WORK ITEM —
Go through the data and report each line that holds the string "optional".

==== DATASET EXCERPTS

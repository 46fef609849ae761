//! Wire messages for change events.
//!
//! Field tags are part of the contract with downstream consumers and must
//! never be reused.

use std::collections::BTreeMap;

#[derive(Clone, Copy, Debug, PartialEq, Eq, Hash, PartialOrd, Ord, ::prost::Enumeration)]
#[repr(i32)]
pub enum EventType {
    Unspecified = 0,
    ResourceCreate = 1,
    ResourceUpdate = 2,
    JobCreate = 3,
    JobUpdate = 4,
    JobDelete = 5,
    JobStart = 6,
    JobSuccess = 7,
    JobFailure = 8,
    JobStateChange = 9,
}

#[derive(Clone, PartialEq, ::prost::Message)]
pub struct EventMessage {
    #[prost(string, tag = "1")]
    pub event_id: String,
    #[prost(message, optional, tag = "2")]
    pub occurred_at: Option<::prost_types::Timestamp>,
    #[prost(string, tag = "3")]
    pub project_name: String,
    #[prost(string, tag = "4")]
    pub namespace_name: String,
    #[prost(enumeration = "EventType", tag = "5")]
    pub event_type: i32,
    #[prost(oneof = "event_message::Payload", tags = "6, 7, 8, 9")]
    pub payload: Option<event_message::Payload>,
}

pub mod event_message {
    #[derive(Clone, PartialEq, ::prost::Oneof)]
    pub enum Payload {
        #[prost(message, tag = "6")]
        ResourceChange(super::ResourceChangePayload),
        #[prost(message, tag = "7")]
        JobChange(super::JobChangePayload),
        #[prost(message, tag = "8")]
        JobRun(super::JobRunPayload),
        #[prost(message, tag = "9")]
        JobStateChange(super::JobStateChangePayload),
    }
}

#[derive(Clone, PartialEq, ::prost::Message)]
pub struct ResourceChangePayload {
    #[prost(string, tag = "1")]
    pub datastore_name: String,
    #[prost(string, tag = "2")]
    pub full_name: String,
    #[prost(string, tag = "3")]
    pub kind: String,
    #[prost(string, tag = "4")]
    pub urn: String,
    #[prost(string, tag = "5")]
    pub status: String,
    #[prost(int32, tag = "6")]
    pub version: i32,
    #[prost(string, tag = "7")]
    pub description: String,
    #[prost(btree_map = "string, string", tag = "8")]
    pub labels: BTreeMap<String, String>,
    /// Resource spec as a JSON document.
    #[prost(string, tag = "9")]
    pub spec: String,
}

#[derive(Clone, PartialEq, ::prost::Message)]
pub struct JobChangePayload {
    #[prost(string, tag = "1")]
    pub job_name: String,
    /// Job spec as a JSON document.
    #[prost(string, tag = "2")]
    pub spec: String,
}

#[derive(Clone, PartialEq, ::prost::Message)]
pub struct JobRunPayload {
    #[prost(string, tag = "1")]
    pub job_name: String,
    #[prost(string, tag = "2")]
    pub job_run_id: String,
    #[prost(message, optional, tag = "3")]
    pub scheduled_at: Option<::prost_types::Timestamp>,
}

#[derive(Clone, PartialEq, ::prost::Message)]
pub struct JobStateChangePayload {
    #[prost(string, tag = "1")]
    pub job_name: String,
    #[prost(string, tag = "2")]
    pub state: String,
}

========
==== DATASET EXCERPTS

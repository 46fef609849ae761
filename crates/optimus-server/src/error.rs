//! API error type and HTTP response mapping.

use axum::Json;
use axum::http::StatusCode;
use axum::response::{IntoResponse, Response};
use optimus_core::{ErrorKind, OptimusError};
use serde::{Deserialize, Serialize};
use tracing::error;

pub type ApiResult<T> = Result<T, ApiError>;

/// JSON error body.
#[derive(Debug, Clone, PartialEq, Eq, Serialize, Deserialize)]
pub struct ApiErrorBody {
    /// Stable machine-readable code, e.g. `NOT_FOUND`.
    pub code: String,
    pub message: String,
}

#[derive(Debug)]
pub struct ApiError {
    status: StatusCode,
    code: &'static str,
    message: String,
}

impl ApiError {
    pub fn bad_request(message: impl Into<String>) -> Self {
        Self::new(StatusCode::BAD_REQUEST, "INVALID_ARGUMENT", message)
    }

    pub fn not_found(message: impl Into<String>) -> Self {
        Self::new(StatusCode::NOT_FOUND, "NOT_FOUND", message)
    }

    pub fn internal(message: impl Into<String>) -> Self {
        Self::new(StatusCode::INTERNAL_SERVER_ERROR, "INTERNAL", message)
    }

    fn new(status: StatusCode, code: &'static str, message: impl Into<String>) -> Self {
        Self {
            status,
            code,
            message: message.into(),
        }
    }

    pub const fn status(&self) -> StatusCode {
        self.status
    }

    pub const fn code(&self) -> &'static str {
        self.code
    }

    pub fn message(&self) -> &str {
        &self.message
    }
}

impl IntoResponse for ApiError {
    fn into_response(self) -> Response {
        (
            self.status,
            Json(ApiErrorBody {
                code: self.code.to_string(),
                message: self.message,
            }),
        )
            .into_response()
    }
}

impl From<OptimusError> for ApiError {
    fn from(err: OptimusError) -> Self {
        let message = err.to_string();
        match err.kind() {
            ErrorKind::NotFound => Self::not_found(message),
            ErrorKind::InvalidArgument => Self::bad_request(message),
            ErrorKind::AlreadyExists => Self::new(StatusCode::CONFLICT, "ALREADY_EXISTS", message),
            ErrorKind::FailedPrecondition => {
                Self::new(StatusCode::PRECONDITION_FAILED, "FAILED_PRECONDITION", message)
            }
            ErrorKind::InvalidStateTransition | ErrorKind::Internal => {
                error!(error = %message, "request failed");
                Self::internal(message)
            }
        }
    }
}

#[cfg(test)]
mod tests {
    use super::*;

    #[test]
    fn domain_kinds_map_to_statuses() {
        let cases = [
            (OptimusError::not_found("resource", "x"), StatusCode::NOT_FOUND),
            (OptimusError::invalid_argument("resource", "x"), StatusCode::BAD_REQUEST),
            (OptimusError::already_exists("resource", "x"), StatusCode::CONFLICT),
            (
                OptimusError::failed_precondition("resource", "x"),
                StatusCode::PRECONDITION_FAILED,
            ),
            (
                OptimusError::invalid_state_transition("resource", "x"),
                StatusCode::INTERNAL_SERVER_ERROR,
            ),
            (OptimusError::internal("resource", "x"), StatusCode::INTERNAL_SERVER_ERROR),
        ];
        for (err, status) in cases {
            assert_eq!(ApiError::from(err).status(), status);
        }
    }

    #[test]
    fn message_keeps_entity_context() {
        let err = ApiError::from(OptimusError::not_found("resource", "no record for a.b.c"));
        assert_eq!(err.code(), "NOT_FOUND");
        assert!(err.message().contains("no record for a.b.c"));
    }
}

========

WORKED SOLUTION —
    #[prost(message, optional, tag = "2")]
    #[prost(message, optional, tag = "3")]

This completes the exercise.